### Try it
Set the whole listing down again without deviation.

* * * * *

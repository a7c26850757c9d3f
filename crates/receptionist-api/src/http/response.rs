//! Envelope response format for all API responses.
//!
//! Every response is wrapped in a consistent envelope:
//! ```json
//! {
//!   "data": { ... },
//!   "meta": { "request_id": "...", "timestamp": "...", "response_time_ms": 5 },
//!   "errors": [],
//!   "_links": { "self": "..." }
//! }
//! ```
//!
//! A response can carry both data and errors at once: a chat turn whose
//! AI call failed still committed the user's message, so the envelope
//! reports the persisted state alongside the upstream failure.

use std::collections::HashMap;

use axum::http::StatusCode;
use axum::response::{IntoResponse, Response};
use serde::Serialize;

/// Envelope response wrapping all API data.
#[derive(Debug, Serialize)]
pub struct ApiResponse<T: Serialize> {
    /// The main response payload.
    #[serde(skip_serializing_if = "Option::is_none")]
    pub data: Option<T>,

    /// Request metadata.
    pub meta: ApiMeta,

    /// Error list (empty on success).
    #[serde(skip_serializing_if = "Vec::is_empty")]
    pub errors: Vec<ApiErrorDetail>,

    /// HATEOAS-style links for discoverability.
    #[serde(rename = "_links", skip_serializing_if = "HashMap::is_empty")]
    pub links: HashMap<String, String>,
}

/// Metadata included in every response.
#[derive(Debug, Serialize)]
pub struct ApiMeta {
    /// Unique request identifier for tracing.
    pub request_id: String,
    /// ISO-8601 timestamp of the response.
    pub timestamp: String,
    /// Response time in milliseconds.
    pub response_time_ms: u64,
}

/// Individual error detail.
#[derive(Debug, Serialize)]
pub struct ApiErrorDetail {
    /// Machine-readable error code.
    pub code: String,
    /// Human-readable error message.
    pub message: String,
}

impl<T: Serialize> ApiResponse<T> {
    /// Create a success response with data.
    pub fn success(data: T, request_id: String, response_time_ms: u64) -> Self {
        Self {
            data: Some(data),
            meta: ApiMeta {
                request_id,
                timestamp: chrono::Utc::now().to_rfc3339(),
                response_time_ms,
            },
            errors: Vec::new(),
            links: HashMap::new(),
        }
    }

    /// Add a HATEOAS link.
    pub fn with_link(mut self, rel: &str, href: &str) -> Self {
        self.links.insert(rel.to_string(), href.to_string());
        self
    }

    /// Attach an error while keeping the data payload.
    ///
    /// The response status is derived from the first attached error code.
    pub fn with_error(mut self, code: &str, message: &str) -> Self {
        self.errors.push(ApiErrorDetail {
            code: code.to_string(),
            message: message.to_string(),
        });
        self
    }
}

/// Map a machine-readable error code to its HTTP status.
pub fn status_for_code(code: &str) -> StatusCode {
    match code {
        "NOT_FOUND" | "MESSAGE_NOT_FOUND" => StatusCode::NOT_FOUND,
        "VALIDATION_ERROR" => StatusCode::BAD_REQUEST,
        "UPSTREAM_FAILURE" => StatusCode::BAD_GATEWAY,
        _ => StatusCode::INTERNAL_SERVER_ERROR,
    }
}

impl<T: Serialize> IntoResponse for ApiResponse<T> {
    fn into_response(self) -> Response {
        let status = if self.errors.is_empty() {
            StatusCode::OK
        } else {
            status_for_code(&self.errors[0].code)
        };

        let body = serde_json::to_string(&self).unwrap_or_else(|_| {
            r#"{"errors":[{"code":"SERIALIZATION_ERROR","message":"Failed to serialize response"}]}"#.to_string()
        });

        (
            status,
            [(axum::http::header::CONTENT_TYPE, "application/json")],
            body,
        )
            .into_response()
    }
}

#[cfg(test)]
mod tests {
    use super::*;

    #[test]
    fn test_success_envelope_has_no_errors() {
        let resp = ApiResponse::success(serde_json::json!({"ok": true}), "req-1".to_string(), 3);
        let json = serde_json::to_value(&resp).unwrap();
        assert_eq!(json["data"]["ok"], true);
        assert!(json.get("errors").is_none());
        assert_eq!(json["meta"]["request_id"], "req-1");
    }

    #[test]
    fn test_data_and_error_coexist() {
        let resp = ApiResponse::success(serde_json::json!({"saved": true}), "req-2".to_string(), 3)
            .with_error("UPSTREAM_FAILURE", "AI responder unavailable");
        let json = serde_json::to_value(&resp).unwrap();
        assert_eq!(json["data"]["saved"], true);
        assert_eq!(json["errors"][0]["code"], "UPSTREAM_FAILURE");
    }

    #[test]
    fn test_status_for_code() {
        assert_eq!(status_for_code("MESSAGE_NOT_FOUND"), StatusCode::NOT_FOUND);
        assert_eq!(status_for_code("VALIDATION_ERROR"), StatusCode::BAD_REQUEST);
        assert_eq!(status_for_code("UPSTREAM_FAILURE"), StatusCode::BAD_GATEWAY);
        assert_eq!(
            status_for_code("STORE_ERROR"),
            StatusCode::INTERNAL_SERVER_ERROR
        );
    }
}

* * * * *

### Written solution
repository a7c26850757c9d3f
filename crates/receptionist-api/src/http/response.rs
//! Envelope response format for all API responses.
//!
//! Every response is wrapped in a consistent envelope:
//! ```json
//! {
//!   "data": { ... },
//!   "meta": { "request_id": "...", "timestamp": "...", "response_time_ms": 5 },
//!   "errors": [],
//!   "_links": { "self": "..." }
//! }
//! ```
//!
//! A response can carry both data and errors at once: a chat turn whose
//! AI call failed still committed the user's message, so the envelope
//! reports the persisted state alongside the upstream failure.

use std::collections::HashMap;

use axum::http::StatusCode;
use axum::response::{IntoResponse, Response};
use serde::Serialize;

/// Envelope response wrapping all API data.
#[derive(Debug, Serialize)]
pub struct ApiResponse<T: Serialize> {
    /// The main response payload.
    #[serde(skip_serializing_if = "Option::is_none")]
    pub data: Option<T>,

    /// Request metadata.
    pub meta: ApiMeta,

    /// Error list (empty on success).
    #[serde(skip_serializing_if = "Vec::is_empty")]
    pub errors: Vec<ApiErrorDetail>,

    /// HATEOAS-style links for discoverability.
    #[serde(rename = "_links", skip_serializing_if = "HashMap::is_empty")]
    pub links: HashMap<String, String>,
}

/// Metadata included in every response.
#[derive(Debug, Serialize)]
pub struct ApiMeta {
    /// Unique request identifier for tracing.
    pub request_id: String,
    /// ISO-8601 timestamp of the response.
    pub timestamp: String,
    /// Response time in milliseconds.
    pub response_time_ms: u64,
}

/// Individual error detail.
#[derive(Debug, Serialize)]
pub struct ApiErrorDetail {
    /// Machine-readable error code.
    pub code: String,
    /// Human-readable error message.
    pub message: String,
}

impl<T: Serialize> ApiResponse<T> {
    /// Create a success response with data.
    pub fn success(data: T, request_id: String, response_time_ms: u64) -> Self {
        Self {
            data: Some(data),
            meta: ApiMeta {
                request_id,
                timestamp: chrono::Utc::now().to_rfc3339(),
                response_time_ms,
            },
            errors: Vec::new(),
            links: HashMap::new(),
        }
    }

    /// Add a HATEOAS link.
    pub fn with_link(mut self, rel: &str, href: &str) -> Self {
        self.links.insert(rel.to_string(), href.to_string());
        self
    }

    /// Attach an error while keeping the data payload.
    ///
    /// The response status is derived from the first attached error code.
    pub fn with_error(mut self, code: &str, message: &str) -> Self {
        self.errors.push(ApiErrorDetail {
            code: code.to_string(),
            message: message.to_string(),
        });
        self
    }
}

/// Map a machine-readable error code to its HTTP status.
pub fn status_for_code(code: &str) -> StatusCode {
    match code {
        "NOT_FOUND" | "MESSAGE_NOT_FOUND" => StatusCode::NOT_FOUND,
        "VALIDATION_ERROR" => StatusCode::BAD_REQUEST,
        "UPSTREAM_FAILURE" => StatusCode::BAD_GATEWAY,
        _ => StatusCode::INTERNAL_SERVER_ERROR,
    }
}

impl<T: Serialize> IntoResponse for ApiResponse<T> {
    fn into_response(self) -> Response {
        let status = if self.errors.is_empty() {
            StatusCode::OK
        } else {
            status_for_code(&self.errors[0].code)
        };

        let body = serde_json::to_string(&self).unwrap_or_else(|_| {
            r#"{"errors":[{"code":"SERIALIZATION_ERROR","message":"Failed to serialize response"}]}"#.to_string()
        });

        (
            status,
            [(axum::http::header::CONTENT_TYPE, "application/json")],
            body,
        )
            .into_response()
    }
}

#[cfg(test)]
mod tests {
    use super::*;

    #[test]
    fn test_success_envelope_has_no_errors() {
        let resp = ApiResponse::success(serde_json::json!({"ok": true}), "req-1".to_string(), 3);
        let json = serde_json::to_value(&resp).unwrap();
        assert_eq!(json["data"]["ok"], true);
        assert!(json.get("errors").is_none());
        assert_eq!(json["meta"]["request_id"], "req-1");
    }

    #[test]
    fn test_data_and_error_coexist() {
        let resp = ApiResponse::success(serde_json::json!({"saved": true}), "req-2".to_string(), 3)
            .with_error("UPSTREAM_FAILURE", "AI responder unavailable");
        let json = serde_json::to_value(&resp).unwrap();
        assert_eq!(json["data"]["saved"], true);
        assert_eq!(json["errors"][0]["code"], "UPSTREAM_FAILURE");
    }

    #[test]
    fn test_status_for_code() {
        assert_eq!(status_for_code("MESSAGE_NOT_FOUND"), StatusCode::NOT_FOUND);
        assert_eq!(status_for_code("VALIDATION_ERROR"), StatusCode::BAD_REQUEST);
        assert_eq!(status_for_code("UPSTREAM_FAILURE"), StatusCode::BAD_GATEWAY);
        assert_eq!(
            status_for_code("STORE_ERROR"),
            StatusCode::INTERNAL_SERVER_ERROR
        );
    }
}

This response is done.